Abstract
The electronic transport properties of monolayer graphene are presented with an Ensemble Monte Carlo method where a rejection technique is used to account for the occupancy of the final states after scattering. Acoustic and optic phonon scatterings are considered for intrinsic graphene and in addition, ionized impurity and surface roughness scatterings are considered for the case of dirty graphene. The effect of screening is considered in the ionized impurity scattering of electrons. The time dependence of drift velocity of carriers is obtained where overshoot and undershoot effects are observed for certain values of applied field and material parameters for intrinsic graphene. The field dependence of drift velocity of carriers showed negative differential resistance and disappeared as acoustic scattering becomes dominant for intrinsic graphene. The variation of electron mobility with temperature is calculated for intrinsic (suspended) and dirty monolayer graphene sheets separately and they are compared. These are also compared with the mobility of two dimensional electrons at an AlGaN/GaN heterostructure. It is observed that interface roughness may become very effective in limiting the mobility of electrons in graphene.
Highlights
Graphene, a truely two dimensional material with a linear energy dispersion without any gap is synthesized for the first time by Novoselov et al.[1]

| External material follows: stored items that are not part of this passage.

//! Authority Resolver
//!
//! Bounded wait for a running session, then on-demand re-evaluation:
//! - Polled once per scheduling tick
//! - A running session ends the wait immediately
//! - The wait never ends early without a session; on timeout the
//!   configured fallback applies
//! - After resolution, every `evaluate()` reads the session's live flags

use super::config::AuthorityConfig;
use super::role::{derive_authority, Authority};
use crate::collaborators::Session;
use crate::observability::{log_event, Event};
use std::cell::Cell;
use std::rc::Rc;
use std::time::Duration;

/// Result of one resolution poll
#[derive(Debug, Clone, Copy, PartialEq, Eq)]
pub enum ResolvePoll {
    /// Still waiting for a running session
    Pending,
    /// Resolution finished
    Resolved(Authority),
}

#[derive(Debug, Clone, Copy, PartialEq, Eq)]
enum ResolvePhase {
    NotStarted,
    Waiting { since: Duration },
    Resolved,
}

/// Authority Resolver
///
/// Shared between the sensing controller, the anchor aligner and the
/// session; all methods take `&self`.
pub struct AuthorityResolver {
    session: Option<Rc<dyn Session>>,
    treat_no_session_as_host: bool,
    timeout: Duration,
    grace_window: Duration,
    phase: Cell<ResolvePhase>,
    last: Cell<Authority>,
}

impl AuthorityResolver {
    /// Create a resolver using the configured timeout and fallback.
    pub fn new(session: Option<Rc<dyn Session>>, config: &AuthorityConfig) -> Self {
        Self {
            session,
            treat_no_session_as_host: config.treat_no_session_as_host,
            timeout: config.resolve_timeout(),
            grace_window: config.role_grace_window(),
            phase: Cell::new(ResolvePhase::NotStarted),
            last: Cell::new(Authority::Unresolved),
        }
    }

    /// Override the resolution timeout.
    pub fn with_timeout(mut self, timeout: Duration) -> Self {
        self.timeout = timeout;
        self
    }

    pub fn timeout(&self) -> Duration {
        self.timeout
    }

    /// How long gating keeps following authority after first resolution.
    pub fn grace_window(&self) -> Duration {
        self.grace_window
    }

    /// Start the bounded wait at `now`. No-op once started.
    pub fn begin(&self, now: Duration) {
        if self.phase.get() == ResolvePhase::NotStarted {
            self.phase.set(ResolvePhase::Waiting { since: now });
            log_event(
                Event::AuthorityResolveBegin,
                &[("timeout_ms", &self.timeout.as_millis().to_string())],
            );
        }
    }

    /// Advance resolution by one tick.
    pub fn poll(&self, now: Duration) -> ResolvePoll {
        match self.phase.get() {
            ResolvePhase::NotStarted => {
                self.begin(now);
                self.poll(now)
            }
            ResolvePhase::Resolved => ResolvePoll::Resolved(self.evaluate()),
            ResolvePhase::Waiting { since } => {
                let elapsed = now.saturating_sub(since);
                if self.session_running() {
                    let authority = self.derive();
                    self.finish(authority);
                    log_event(
                        Event::AuthorityResolved,
                        &[
                            ("authority", authority.state_name()),
                            ("elapsed_ms", &elapsed.as_millis().to_string()),
                        ],
                    );
                    ResolvePoll::Resolved(authority)
                } else if elapsed >= self.timeout {
                    let authority = self.derive();
                    self.finish(authority);
                    log_event(
                        Event::AuthorityFallback,
                        &[
                            ("authority", authority.state_name()),
                            ("elapsed_ms", &elapsed.as_millis().to_string()),
                        ],
                    );
                    ResolvePoll::Resolved(authority)
                } else {
                    ResolvePoll::Pending
                }
            }
        }
    }

    /// Check if resolution has finished.
    pub fn is_resolved(&self) -> bool {
        self.phase.get() == ResolvePhase::Resolved
    }

    /// Recompute authority now.
    ///
    /// `Unresolved` until the wait has finished; afterwards the session's
    /// live flags decide, falling back when the session is gone.
    pub fn evaluate(&self) -> Authority {
        if !self.is_resolved() {
            return Authority::Unresolved;
        }
        let authority = self.derive();
        let previous = self.last.replace(authority);
        if previous != authority {
            log_event(
                Event::AuthorityChanged,
                &[
                    ("from", previous.state_name()),
                    ("to", authority.state_name()),
                ],
            );
        }
        authority
    }

    /// Authority from the most recent evaluation, without re-reading.
    pub fn last_known(&self) -> Authority {
        self.last.get()
    }

    fn finish(&self, authority: Authority) {
        self.phase.set(ResolvePhase::Resolved);
        self.last.set(authority);
    }

    fn session_running(&self) -> bool {
        self.session.as_ref().map_or(false, |s| s.is_running())
    }

    fn derive(&self) -> Authority {
        derive_authority(self.session.as_deref(), self.treat_no_session_as_host)
    }
}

The carrier transport problem is investigated for an intrinsic graphene sample by an ensemble Monte Carlo (MC) technique in Ref. 15 where acoustic and optic phonon scatterings are taken into account
All results shown here are at T = 300 K where the acoustic deformation potential constant is Dac = 3.7 eV and the optic deformation constant is taken to be Do = 1 × 109 eV/cm
Summary
A truely two dimensional material with a linear energy dispersion without any gap is synthesized for the first time by Novoselov et al.[1]. In the present study we investigate the charge transport and mobility charactheristics of monolayer graphene as a function of temperature and various material parameters using an ensemble MC method. We consider both the so called dirty graphene with impurities and an intrinsic graphene. Conductivity calculations are carried out in the presence of scattering mechanisms just mentioned for various material parameters and from these the mobility of carriers are determined These mobility values are compared with that of a two dimensional electron gas confined at an AlGaN/GaN heterostructure.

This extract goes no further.